> _What is expected_
Find the lines of the listing that contain the string "FilterOutcome", and return them.

(Recorded data begins)

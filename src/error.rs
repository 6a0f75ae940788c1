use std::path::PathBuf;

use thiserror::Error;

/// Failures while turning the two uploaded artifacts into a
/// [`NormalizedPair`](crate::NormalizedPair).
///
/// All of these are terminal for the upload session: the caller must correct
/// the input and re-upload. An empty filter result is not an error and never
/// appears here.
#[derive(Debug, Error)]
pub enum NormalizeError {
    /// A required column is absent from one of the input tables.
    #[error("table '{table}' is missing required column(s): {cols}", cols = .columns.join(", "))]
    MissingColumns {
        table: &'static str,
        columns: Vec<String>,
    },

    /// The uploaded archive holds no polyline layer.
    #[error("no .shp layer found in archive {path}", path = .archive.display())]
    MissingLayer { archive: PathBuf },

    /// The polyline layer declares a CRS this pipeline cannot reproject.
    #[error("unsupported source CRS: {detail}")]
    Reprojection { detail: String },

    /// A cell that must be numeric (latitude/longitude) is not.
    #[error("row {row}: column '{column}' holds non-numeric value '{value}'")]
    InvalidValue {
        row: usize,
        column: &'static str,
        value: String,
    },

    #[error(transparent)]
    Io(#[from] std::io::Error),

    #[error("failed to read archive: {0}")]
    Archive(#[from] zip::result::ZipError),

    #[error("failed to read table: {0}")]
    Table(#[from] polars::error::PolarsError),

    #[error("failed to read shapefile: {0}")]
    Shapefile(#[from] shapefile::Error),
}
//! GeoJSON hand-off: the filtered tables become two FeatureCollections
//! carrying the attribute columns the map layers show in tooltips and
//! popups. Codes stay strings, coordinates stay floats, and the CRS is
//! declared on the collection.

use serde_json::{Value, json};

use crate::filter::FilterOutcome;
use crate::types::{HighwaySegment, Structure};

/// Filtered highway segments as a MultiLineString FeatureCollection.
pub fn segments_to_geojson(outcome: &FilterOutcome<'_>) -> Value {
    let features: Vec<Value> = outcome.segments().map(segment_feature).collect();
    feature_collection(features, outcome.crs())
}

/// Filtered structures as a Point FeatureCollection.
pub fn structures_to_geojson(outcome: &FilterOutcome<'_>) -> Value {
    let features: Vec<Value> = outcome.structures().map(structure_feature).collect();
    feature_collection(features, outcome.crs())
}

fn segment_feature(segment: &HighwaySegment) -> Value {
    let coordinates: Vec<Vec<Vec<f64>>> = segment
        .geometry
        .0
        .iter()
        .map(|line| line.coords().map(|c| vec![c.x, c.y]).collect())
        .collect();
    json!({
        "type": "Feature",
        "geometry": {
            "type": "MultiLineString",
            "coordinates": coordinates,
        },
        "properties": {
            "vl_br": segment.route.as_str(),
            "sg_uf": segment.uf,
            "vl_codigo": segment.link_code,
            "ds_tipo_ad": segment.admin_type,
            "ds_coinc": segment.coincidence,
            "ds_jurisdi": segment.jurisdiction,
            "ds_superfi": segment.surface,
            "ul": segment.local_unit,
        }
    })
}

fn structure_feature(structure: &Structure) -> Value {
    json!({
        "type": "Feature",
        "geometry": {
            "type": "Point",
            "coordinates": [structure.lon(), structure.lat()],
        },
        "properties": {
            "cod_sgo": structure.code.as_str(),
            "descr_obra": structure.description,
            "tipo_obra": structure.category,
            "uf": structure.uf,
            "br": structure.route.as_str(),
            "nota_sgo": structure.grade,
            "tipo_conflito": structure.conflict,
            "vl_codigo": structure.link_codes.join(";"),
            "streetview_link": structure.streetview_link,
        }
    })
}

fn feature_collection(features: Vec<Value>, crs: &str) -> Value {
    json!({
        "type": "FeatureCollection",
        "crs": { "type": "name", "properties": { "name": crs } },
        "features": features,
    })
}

(Recorded data ends)

> _Task output_
use crate::filter::FilterOutcome;
pub fn segments_to_geojson(outcome: &FilterOutcome<'_>) -> Value {
pub fn structures_to_geojson(outcome: &FilterOutcome<'_>) -> Value {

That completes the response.